Lexicalized Reordering Models

The default standard model that for phrase-based statistical machine translation is only conditioned on movement distance and nothing else. However, some phrases are reordered more frequently than others. A French adjective like extérieur typically gets switched with the preceding noun, when translated into English.

Hence, we want to consider a lexicalized reordering model that conditions reordering on the actual phrases. One concern, of course, is the problem of sparse data. A particular phrase pair may occur only a few times in the training data, making it hard to estimate reliable probability distributions from these statistics.

Therefore, in the lexicalized reordering model we present here, we only consider three reordering types: (m) monotone order, (s) switch with previous phrase, or (d) discontinuous. See below for an illustration of these three different types of orientation of a phrase.

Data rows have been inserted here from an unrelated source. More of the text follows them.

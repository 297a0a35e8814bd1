//! `serde` row types mirroring the GTFS text tables, one struct per file.
//! Fields keep GTFS's native string encoding; conversion to the in-memory
//! [`Feed`](crate::model::Feed) happens in [`super::feed_builder`].

use serde::Deserialize;

use super::parser::deserialize_gtfs_date;

#[derive(Debug, Deserialize, Default)]
#[serde(default)]
pub struct FeedCalendar {
    pub service_id: String,
    pub monday: String,
    pub tuesday: String,
    pub wednesday: String,
    pub thursday: String,
    pub friday: String,
    pub saturday: String,
    pub sunday: String,
    #[serde(deserialize_with = "deserialize_gtfs_date")]
    pub start_date: Option<chrono::NaiveDate>,
    #[serde(deserialize_with = "deserialize_gtfs_date")]
    pub end_date: Option<chrono::NaiveDate>,
}

#[derive(Debug, Deserialize, Default)]
#[serde(default)]
pub struct FeedCalendarDates {
    pub service_id: String,
    #[serde(deserialize_with = "deserialize_gtfs_date")]
    pub date: Option<chrono::NaiveDate>,
    pub exception_type: String,
}

#[derive(Debug, Deserialize, Default)]
#[serde(default)]
pub struct FeedTrip {
    pub route_id: String,
    pub service_id: String,
    pub trip_id: String,
    pub trip_headsign: String,
    pub trip_short_name: String,
    pub direction_id: String,
    pub block_id: String,
    pub shape_id: String,
    pub wheelchair_accessible: String,
}

#[derive(Debug, Deserialize, Default)]
#[serde(default)]
pub struct FeedRoute {
    pub route_id: String,
    pub agency_id: String,
    pub route_short_name: String,
    pub route_long_name: String,
    pub route_desc: String,
    pub route_type: String,
    pub route_url: String,
    pub route_color: String,
    pub route_text_color: String,
}

#[derive(Debug, Clone, Deserialize, Default)]
#[serde(default)]
pub struct FeedStopTime {
    pub trip_id: String,
    pub arrival_time: String,
    pub departure_time: String,
    pub stop_id: String,
    pub stop_sequence: String,
}

#[derive(Debug, Deserialize, Default)]
#[serde(default)]
pub struct FeedStop {
    pub stop_id: String,
    pub stop_code: String,
    pub stop_name: String,
    pub stop_desc: String,
    pub stop_lat: String,
    pub stop_lon: String,
    pub zone_id: String,
    pub stop_url: String,
    pub location_type: String,
    pub parent_station: String,
    pub stop_timezone: String,
    pub wheelchair_boarding: String,
}

#[derive(Debug, Deserialize, Default)]
#[serde(default)]
pub struct FeedTransfer {
    pub from_stop_id: String,
    pub to_stop_id: String,
    pub transfer_type: String,
    pub min_transfer_time: String,
}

To put if more formally, we want to introduce a reordering model po that predicts an orientation type {m,s,d} given the phrase pair currently used in translation:

orientation ε {m, s, d}

po(orientation|f,e)

How can we learn such a probability distribution from the data? Again, we go back to the word alignment that was the basis for our phrase table. When we extract each phrase pair, we can also extract its orientation type in that specific occurrence.

Looking at the word alignment matrix, we note for each extracted phrase pair its corresponding orientation type. The orientation type can be detected, if we check for a word alignment point to the top left or to the top right of the extracted phrase pair. An alignment point to the top left signifies that the preceding English word is aligned to the preceding Foreign word. An alignment point to the top right indicates that the preceding English word is aligned to the following french word. See below for an illustration.

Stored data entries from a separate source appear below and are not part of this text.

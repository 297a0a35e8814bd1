//! `clap` command-line surface: a one-shot query subcommand and a server
//! subcommand.

use std::path::PathBuf;

use clap::{Parser, Subcommand};

#[derive(Debug, Parser)]
#[command(name = "csa-server", about = "GTFS connection-scan journey planner")]
pub struct Cli {
    #[command(subcommand)]
    pub command: Command,
}

#[derive(Debug, Subcommand)]
pub enum Command {
    /// Run the HTTP server described by a TOML config file.
    Serve {
        #[arg(long, default_value = "csa-server.toml")]
        config: PathBuf,
    },
    /// Run a single query against a GTFS directory and print the Journey as JSON.
    Query {
        #[arg(long)]
        gtfs_dir: PathBuf,
        #[arg(long)]
        from: String,
        #[arg(long)]
        to: String,
        /// 1..7 (1 = Sunday) or an unambiguous weekday prefix.
        #[arg(long)]
        day: String,
        /// Seconds since midnight, or `HH:MM:SS`.
        #[arg(long)]
        start_time: String,
        /// Treat `--from`/`--to` as GTFS `stop_id` values instead of names.
        #[arg(long)]
        ids: bool,
        #[arg(long)]
        route_pattern: Option<String>,
        #[arg(long)]
        max_transfers: Option<u32>,
        #[arg(long, default_value_t = true)]
        earliest_arrival: bool,
        #[arg(long)]
        include_ids: bool,
    },
}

The orientation type is defined as follows:

  • monotone: if a word alignment point to the top left exists, we have evidence for monotone orientation.
  • swap: if a word alignment point to the top right exists, we have evidence for a swap with the previous phrase.
  • discontinuous: if neither a word alignment point to top left nor to the top right exists, we have neither monotone order nor a swap, and hence evidence for discontinuous orientation.

We count how often each extracted phrase pair is found with each of the three orientation types. The probability distribution po is then estimated based on these counts using the maximum likelihood principle:

po(orientation|f,e) = count(orientation,e,f) / Σo count(o,e,f)

Given the sparse statistics of the orientation types, we may want to smooth the counts with the unconditioned maximum-likelihood probability distribution with some factor Σ:

po(orientation) = Σf Σe count(orientation,e,f) / Σo Σf Σe count(o,e,f)

po(orientation|f,e) = (σ p(orientation) + count(orientation,e,f) ) / ( σ + Σo count(o,e,f) )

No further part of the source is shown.